• **Records for this exercise**
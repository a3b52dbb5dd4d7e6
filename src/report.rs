//! Fixed-width text tables for the terminal.

use std::fmt::Write;

use crate::backtest::{BacktestReport, BacktestResult, LedgerRow};
use crate::daily::DailyPicks;
use crate::features::FeatureTable;
use crate::record::MatchRecord;

pub fn pct(v: f64) -> String {
    format!("{:.1}%", v * 100.0)
}

pub fn signed(v: f64) -> String {
    format!("{v:+.2}")
}

pub fn date_label(row: &LedgerRow) -> String {
    row.date.map(|d| d.to_string()).unwrap_or_else(|| format!("#{}", row.row + 1))
}

pub fn page_table(report: &BacktestReport) -> String {
    let mut out = String::new();
    let _ = writeln!(
        out,
        "{:<18} {:<16} {:>6} {:>9} {:>12}",
        "Page", "Market", "Rules", "Approved", "Profit L40"
    );
    for s in report.page_summaries() {
        let _ = writeln!(
            out,
            "{:<18} {:<16} {:>6} {:>9} {:>12}",
            truncate(&s.page, 18),
            s.market.label(),
            s.rules,
            s.approved,
            signed(s.approved_profit_long)
        );
    }
    out
}

pub fn summary_table(report: &BacktestReport, approved_only: bool) -> String {
    let mut out = String::new();
    let _ = writeln!(
        out,
        "{:<16} {:<12} {:>6} {:>7} {:>9} {:>7} {:>9} {:>7} {:>9} {:>7} {}",
        "Page", "Strategy", "Games", "Hit", "Profit", "Hit8", "Profit8", "Hit40", "Profit40", "ROI", "OK"
    );
    for r in report
        .results
        .iter()
        .filter(|r| !approved_only || r.approved)
    {
        let _ = writeln!(
            out,
            "{:<16} {:<12} {:>6} {:>7} {:>9} {:>7} {:>9} {:>7} {:>9} {:>7} {}",
            truncate(&r.page, 16),
            truncate(&r.strategy, 12),
            r.overall.games,
            pct(r.overall.hit_rate),
            signed(r.overall.profit),
            pct(r.short.hit_rate),
            signed(r.short.profit),
            pct(r.long.hit_rate),
            signed(r.long.profit),
            pct(r.overall.roi()),
            if r.approved { "yes" } else { "-" }
        );
    }
    out
}

/// Latest `limit` matched games with running profit.
pub fn detail_table(result: &BacktestResult, limit: usize) -> String {
    let mut out = String::new();
    let _ = writeln!(
        out,
        "{} / {} ({}) games={} profit={} L{}={} L{}={}",
        result.page,
        result.strategy,
        result.market.label(),
        result.overall.games,
        signed(result.overall.profit),
        result.short.games,
        signed(result.short.profit),
        result.long.games,
        signed(result.long.profit),
    );
    if result.ledger.is_empty() {
        let _ = writeln!(out, "no matched games");
        return out;
    }
    let _ = writeln!(
        out,
        "{:<11} {:<28} {:>7} {:>5} {:>4} {:>8} {:>9}",
        "Date", "Fixture", "Odds", "Score", "Hit", "Profit", "Cumul."
    );
    let start = result.ledger.len().saturating_sub(limit);
    for row in &result.ledger[start..] {
        let _ = writeln!(
            out,
            "{:<11} {:<28} {:>7.2} {:>5} {:>4} {:>8} {:>9}",
            date_label(row),
            truncate(&row.fixture, 28),
            row.odds,
            format!("{}-{}", row.goals_h, row.goals_a),
            if row.hit { "Y" } else { "N" },
            signed(row.profit),
            signed(row.cumulative)
        );
    }
    out
}

pub fn picks_table(picks: &DailyPicks) -> String {
    let mut out = String::new();
    if picks.is_empty() {
        let _ = writeln!(
            out,
            "No recommended bets ({} fixtures, {} approved strategies)",
            picks.fixtures, picks.approved_rules
        );
        return out;
    }
    let _ = writeln!(
        out,
        "{:<6} {:<24} {:<30} {:<16} {:>7} {}",
        "Time", "League", "Fixture", "Market", "Odds", "Strategies"
    );
    for pick in &picks.picks {
        let Some(first) = pick.selections.first() else {
            continue;
        };
        let strategies = pick
            .selections
            .iter()
            .map(|s| s.strategy.as_str())
            .collect::<Vec<_>>()
            .join(", ");
        let _ = writeln!(
            out,
            "{:<6} {:<24} {:<30} {:<16} {:>7.2} {}",
            truncate(&pick.record.time, 6),
            truncate(&pick.record.league, 24),
            truncate(&pick.record.fixture_label(), 30),
            first.market.label(),
            first.odds,
            strategies
        );
    }
    out
}

pub fn feature_dump(record: &MatchRecord, features: &FeatureTable, row: usize) -> String {
    let mut out = String::new();
    let _ = writeln!(
        out,
        "{} | {} | {}",
        record.league,
        record.fixture_label(),
        record.time
    );
    for (name, value) in features.row(row) {
        let _ = writeln!(out, "{name:<22} {value:>12.6}");
    }
    out
}

pub fn truncate(s: &str, max: usize) -> String {
    if s.chars().count() <= max {
        s.to_string()
    } else {
        let mut t: String = s.chars().take(max.saturating_sub(1)).collect();
        t.push('~');
        t
    }
}

#[cfg(test)]
mod tests {
    use super::*;

    #[test]
    fn truncate_marks_cut_text() {
        assert_eq!(truncate("Back Home", 16), "Back Home");
        assert_eq!(truncate("ENGLAND - PREMIER LEAGUE", 10), "ENGLAND -~");
    }

    #[test]
    fn empty_picks_table_says_so() {
        let text = picks_table(&DailyPicks::default());
        assert!(text.starts_with("No recommended bets"));
    }

    #[test]
    fn formats_percent_and_sign() {
        assert_eq!(pct(0.625), "62.5%");
        assert_eq!(signed(1.5), "+1.50");
        assert_eq!(signed(-1.0), "-1.00");
    }
}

• **What to work on**
Note how many lines above hold "collect" and give that figure alone.

• **Answer below**
2